Читать книгу CompTIA Pentest+ Certification For Dummies - Glen E. Clarke - Страница 51

It is illegal to hack into systems without proper authorization from the owner of the asset being compromised. As a penetration tester, you have to remember this. Before any pentest can start, you must first get written permission in the form of a signed contract from the customer in order to conduct the work. Once the contract is signed, you then schedule a planning and scoping meeting with the customer so that you can identify the goals for the penetration test, identify what should be tested, and understand how far the testing should go.

The planning and scoping phase of the penetration testing process is also known as the pre-engagement phase. In this phase you want to be sure to get authorization that allows the organization’s systems to be tested and compromised.

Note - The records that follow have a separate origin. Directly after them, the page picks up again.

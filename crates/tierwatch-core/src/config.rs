use anyhow::{Context, Result};
use chrono::{Duration, FixedOffset};
use serde::{Deserialize, Serialize};
use std::collections::HashSet;
use std::fs;
use std::path::{Path, PathBuf};

use crate::budget::QuietHours;
use crate::model::MediaType;
use crate::pacing::{DistributionPolicy, PacingPreset, PresetName};
use crate::queue_monitor::IssueKind;
use crate::tier::{Tier, TierConfig};

/// Configuration invariant violations. Raised at load time, never mid-run.
#[derive(Debug, thiserror::Error)]
pub enum ConfigError {
    #[error("hot tier must start at 0 days (got {0})")]
    HotTierMustStartAtZero(u64),
    #[error("tier lower bounds must be strictly increasing (got {bounds:?})")]
    TierBoundsNotIncreasing { bounds: [u64; 4] },
    #[error("daily_api_limit must be at least 1")]
    ZeroDailyLimit,
    #[error("quiet hours must be within 0..=23 (got {start}..{end})")]
    InvalidQuietHours { start: u32, end: u32 },
    #[error("max_attempts for the {0} tier must be at least 1")]
    MaxAttemptsZero(Tier),
    #[error("milestone months must be positive and strictly increasing (got {0:?})")]
    InvalidMilestones(Vec<u32>),
    #[error("cycle intervals must be at least one minute")]
    ZeroInterval,
    #[error("duplicate instance name {0:?}")]
    DuplicateInstance(String),
    #[error("utc_offset_minutes must be within -1439..=1439 (got {0})")]
    InvalidUtcOffset(i32),
    #[error("{field} = {value} is out of range (at most 100 years)")]
    DurationOutOfRange { field: String, value: u64 },
}

/// Longest duration accepted anywhere in the config: 100 years.
pub const MAX_CONFIG_MINUTES: u64 = 100 * 366 * 24 * 60;

/// Convert a configured minute count, rejecting anything past `MAX_CONFIG_MINUTES`.
pub(crate) fn config_minutes(
    field: impl Into<String>,
    value: u64,
) -> Result<Duration, ConfigError> {
    let out_of_range = |field: String| ConfigError::DurationOutOfRange { field, value };
    let field = field.into();
    if value > MAX_CONFIG_MINUTES {
        return Err(out_of_range(field));
    }
    i64::try_from(value)
        .ok()
        .and_then(Duration::try_minutes)
        .ok_or_else(|| out_of_range(field))
}

/// Tier lower bounds in days (`[tiers]`).
#[derive(Debug, Clone, Serialize, Deserialize)]
pub struct TiersConfig {
    pub hot_min_days: u64,
    pub warm_min_days: u64,
    pub cool_min_days: u64,
    pub cold_min_days: u64,
}

impl Default for TiersConfig {
    fn default() -> Self {
        Self {
            hot_min_days: 0,
            warm_min_days: 91,
            cool_min_days: 366,
            cold_min_days: 1096,
        }
    }
}

/// Optional quiet window (`[quiet_hours]`), in local hours.
#[derive(Debug, Clone, Serialize, Deserialize)]
pub struct QuietHoursConfig {
    pub enabled: bool,
    pub start_hour: u32,
    pub end_hour: u32,
}

impl Default for QuietHoursConfig {
    fn default() -> Self {
        Self {
            enabled: false,
            start_hour: 2,
            end_hour: 7,
        }
    }
}

/// Stuck-queue remediation (`[auto_resolve]`).
#[derive(Debug, Clone, Serialize, Deserialize)]
pub struct AutoResolveConfig {
    pub enabled: bool,
    /// Minutes an issue must persist before auto-resolution.
    pub grace_minutes: u64,
    /// Minutes between queue polls.
    pub poll_interval_minutes: u64,
    /// Issue kinds never auto-resolved (treated as manual-only).
    #[serde(default)]
    pub disabled_kinds: Vec<IssueKind>,
}

impl Default for AutoResolveConfig {
    fn default() -> Self {
        Self {
            enabled: true,
            grace_minutes: 30,
            poll_interval_minutes: 5,
            disabled_kinds: Vec::new(),
        }
    }
}

/// Partial per-tier pacing override (`[pacing_overrides.<tier>]`).
#[derive(Debug, Clone, Default, Serialize, Deserialize)]
pub struct TierPacingOverride {
    #[serde(default)]
    pub cooldown_minutes: Option<u64>,
    #[serde(default)]
    pub max_attempts: Option<u32>,
    #[serde(default)]
    pub secondary_cooldown_minutes: Option<u64>,
    #[serde(default)]
    pub escalation_window_minutes: Option<u64>,
}

/// Per-tier overrides; any tier may be omitted.
#[derive(Debug, Clone, Default, Serialize, Deserialize)]
pub struct PacingOverrides {
    #[serde(default)]
    pub hot: Option<TierPacingOverride>,
    #[serde(default)]
    pub warm: Option<TierPacingOverride>,
    #[serde(default)]
    pub cool: Option<TierPacingOverride>,
    #[serde(default)]
    pub cold: Option<TierPacingOverride>,
}

impl PacingOverrides {
    fn get(&self, tier: Tier) -> Option<&TierPacingOverride> {
        match tier {
            Tier::Hot => self.hot.as_ref(),
            Tier::Warm => self.warm.as_ref(),
            Tier::Cool => self.cool.as_ref(),
            Tier::Cold => self.cold.as_ref(),
        }
    }
}

/// One upstream instance (`[[instances]]`). Connection details belong to the
/// collaborator that implements the upstream, not to this file.
#[derive(Debug, Clone, Serialize, Deserialize)]
pub struct InstanceConfig {
    pub name: String,
    pub media_type: MediaType,
    #[serde(default = "default_true")]
    pub enabled: bool,
}

fn default_true() -> bool {
    true
}

/// Global configuration loaded from `~/.config/tierwatch/config.toml`.
#[derive(Debug, Clone, Serialize, Deserialize)]
pub struct TierwatchConfig {
    /// Hard ceiling on search calls per local day. The main tuning knob.
    pub daily_api_limit: u32,
    /// Items searched per cycle; derived from the daily limit when missing.
    #[serde(default)]
    pub searches_per_cycle: Option<u32>,
    /// Minutes between search cycles; the preset's cadence when missing.
    #[serde(default)]
    pub cycle_interval_minutes: Option<u64>,
    /// Shuffle within a tier instead of oldest-searched-first.
    pub randomize_selection: bool,
    /// Suppress repeat searches of the same group (series) within `group_dedup_hours`.
    pub prefer_group_search: bool,
    pub group_dedup_hours: u64,
    /// Search records kept.
    pub history_cap: usize,
    /// Find records kept.
    pub finds_cap: usize,
    #[serde(default)]
    pub pacing: PresetName,
    /// Long-missing notification milestones, in months since release.
    pub milestone_months: Vec<u32>,
    /// Fixed offset for the budget day and quiet hours; the system zone when missing.
    #[serde(default)]
    pub utc_offset_minutes: Option<i32>,
    #[serde(default)]
    pub tiers: TiersConfig,
    #[serde(default)]
    pub distribution: DistributionPolicy,
    #[serde(default)]
    pub quiet_hours: QuietHoursConfig,
    #[serde(default)]
    pub auto_resolve: AutoResolveConfig,
    #[serde(default)]
    pub pacing_overrides: PacingOverrides,
    #[serde(default)]
    pub instances: Vec<InstanceConfig>,
}

impl Default for TierwatchConfig {
    fn default() -> Self {
        Self {
            daily_api_limit: 500,
            searches_per_cycle: None,
            cycle_interval_minutes: None,
            randomize_selection: true,
            prefer_group_search: true,
            group_dedup_hours: 6,
            history_cap: 500,
            finds_cap: 100,
            pacing: PresetName::Auto,
            milestone_months: vec![1, 3, 6, 12, 18, 24],
            utc_offset_minutes: None,
            tiers: TiersConfig::default(),
            distribution: DistributionPolicy::default(),
            quiet_hours: QuietHoursConfig::default(),
            auto_resolve: AutoResolveConfig::default(),
            pacing_overrides: PacingOverrides::default(),
            instances: Vec::new(),
        }
    }
}

/// Validated, immutable runtime policy built from `TierwatchConfig`.
#[derive(Debug, Clone)]
pub struct Settings {
    pub tiers: TierConfig,
    pub pacing: PacingPreset,
    pub distribution: DistributionPolicy,
    pub daily_api_limit: u32,
    pub searches_per_cycle: u32,
    pub search_interval: Duration,
    pub queue_interval: Duration,
    pub randomize_selection: bool,
    pub prefer_group_search: bool,
    pub group_dedup_window: Duration,
    pub history_cap: usize,
    pub finds_cap: usize,
    pub milestone_months: Vec<u32>,
    pub quiet_hours: Option<QuietHours>,
    /// `None` means the system's local zone.
    pub utc_offset: Option<FixedOffset>,
    pub auto_resolve_enabled: bool,
    pub grace_period: Duration,
    pub disabled_kinds: Vec<IssueKind>,
    pub instances: Vec<InstanceConfig>,
}

impl Settings {
    /// Validate `cfg` and derive runtime values. Fails fast on any invariant violation.
    pub fn from_config(cfg: &TierwatchConfig) -> Result<Self, ConfigError> {
        if cfg.daily_api_limit == 0 {
            return Err(ConfigError::ZeroDailyLimit);
        }
        let tiers = TierConfig::new(
            cfg.tiers.hot_min_days,
            cfg.tiers.warm_min_days,
            cfg.tiers.cool_min_days,
            cfg.tiers.cold_min_days,
        )?;

        let mut pacing = PacingPreset::builtin(cfg.pacing.resolve(cfg.daily_api_limit));
        for tier in Tier::ALL {
            if let Some(o) = cfg.pacing_overrides.get(tier) {
                pacing = pacing.with_override(tier, o)?;
            }
        }

        let search_interval = match cfg.cycle_interval_minutes {
            Some(0) => return Err(ConfigError::ZeroInterval),
            Some(m) => config_minutes("cycle_interval_minutes", m)?,
            None => pacing.cycle_interval,
        };
        if cfg.auto_resolve.poll_interval_minutes == 0 {
            return Err(ConfigError::ZeroInterval);
        }
        let queue_interval = config_minutes(
            "auto_resolve.poll_interval_minutes",
            cfg.auto_resolve.poll_interval_minutes,
        )?;
        let grace_period =
            config_minutes("auto_resolve.grace_minutes", cfg.auto_resolve.grace_minutes)?;
        let group_dedup_window = match cfg.group_dedup_hours.checked_mul(60) {
            Some(m) => config_minutes("group_dedup_hours", m)?,
            None => {
                return Err(ConfigError::DurationOutOfRange {
                    field: "group_dedup_hours".into(),
                    value: cfg.group_dedup_hours,
                })
            }
        };

        let searches_per_cycle = cfg
            .searches_per_cycle
            .unwrap_or_else(|| {
                let minutes = u64::try_from(search_interval.num_minutes()).unwrap_or(0);
                let per_day = u64::from(cfg.daily_api_limit).saturating_mul(minutes);
                per_day.div_ceil(24 * 60).min(u64::from(u32::MAX)) as u32
            })
            .max(1);

        if cfg.milestone_months.first() == Some(&0)
            || cfg.milestone_months.windows(2).any(|w| w[1] <= w[0])
        {
            return Err(ConfigError::InvalidMilestones(cfg.milestone_months.clone()));
        }

        let quiet_hours = if cfg.quiet_hours.enabled {
            Some(QuietHours::new(
                cfg.quiet_hours.start_hour,
                cfg.quiet_hours.end_hour,
            )?)
        } else {
            None
        };

        let utc_offset = match cfg.utc_offset_minutes {
            Some(m) => Some(
                FixedOffset::east_opt(m.saturating_mul(60))
                    .ok_or(ConfigError::InvalidUtcOffset(m))?,
            ),
            None => None,
        };

        let mut seen = HashSet::new();
        for inst in &cfg.instances {
            if !seen.insert(inst.name.as_str()) {
                return Err(ConfigError::DuplicateInstance(inst.name.clone()));
            }
        }

        Ok(Self {
            tiers,
            pacing,
            distribution: cfg.distribution,
            daily_api_limit: cfg.daily_api_limit,
            searches_per_cycle,
            search_interval,
            queue_interval,
            randomize_selection: cfg.randomize_selection,
            prefer_group_search: cfg.prefer_group_search,
            group_dedup_window,
            history_cap: cfg.history_cap.max(1),
            finds_cap: cfg.finds_cap.max(1),
            milestone_months: cfg.milestone_months.clone(),
            quiet_hours,
            utc_offset,
            auto_resolve_enabled: cfg.auto_resolve.enabled,
            grace_period,
            disabled_kinds: cfg.auto_resolve.disabled_kinds.clone(),
            instances: cfg.instances.iter().filter(|i| i.enabled).cloned().collect(),
        })
    }
}

impl Default for Settings {
    fn default() -> Self {
        // The default config always validates.
        match Settings::from_config(&TierwatchConfig::default()) {
            Ok(s) => s,
            Err(e) => unreachable!("default config is invalid: {e}"),
        }
    }
}

pub fn config_path() -> Result<PathBuf> {
    let xdg_dirs = xdg::BaseDirectories::with_prefix("tierwatch")?;
    Ok(xdg_dirs.place_config_file("config.toml")?)
}

/// Load configuration from disk, creating a default file if none exists.
pub fn load_or_init() -> Result<TierwatchConfig> {
    let path = config_path()?;
    if !path.exists() {
        let default_cfg = TierwatchConfig::default();
        let toml = toml::to_string_pretty(&default_cfg)?;
        if let Some(parent) = path.parent() {
            fs::create_dir_all(parent)?;
        }
        fs::write(&path, toml)?;
        tracing::info!("created default config at {}", path.display());
        return Ok(default_cfg);
    }
    load_from_path(&path)
}

/// Load configuration from an explicit path; the file must exist.
pub fn load_from_path(path: &Path) -> Result<TierwatchConfig> {
    let data = fs::read_to_string(path)
        .with_context(|| format!("read config: {}", path.display()))?;
    let cfg: TierwatchConfig =
        toml::from_str(&data).with_context(|| format!("parse config: {}", path.display()))?;
    Ok(cfg)
}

It is important to understand that often this authorization cannot come from an office manager, IT manager, or local network administrator, as they are not the owners of the assets being tested. It is critical you get authorization from the owners of the assets, such as the company owner, or from a member of upper-level management who has signing authority.

If some of the company resources are being hosted by a third-party company, you must get authorization from that third party as well. For example, if the company’s website is hosted on its ISP’s web server, or the ISP hosts the domain name system (DNS) service for the company, it is important to get authorization from the ISP if you are going to perform penetration testing on those resources. If you do not get authorization to perform the penetration test on those systems, you must ensure they are not in the scope of the penetration test.

In addition, virtualization technology in the cloud has become a huge resource for companies to leverage, as it allows a company to get high availability and access to resources from anywhere. During pre-engagement activities and discussions, verify if there are any resources that are in the cloud, because you will need to get authorization from the cloud provider to perform a pentest on the cloud resources.

For the PenTest+ certification exam, remember that you must obtain a signature from a proper signing authority to perform the penetration test. Also remember to check if any resources are hosted by third parties such as an ISP or cloud provider because you will need third-party provider authorization to test those resources.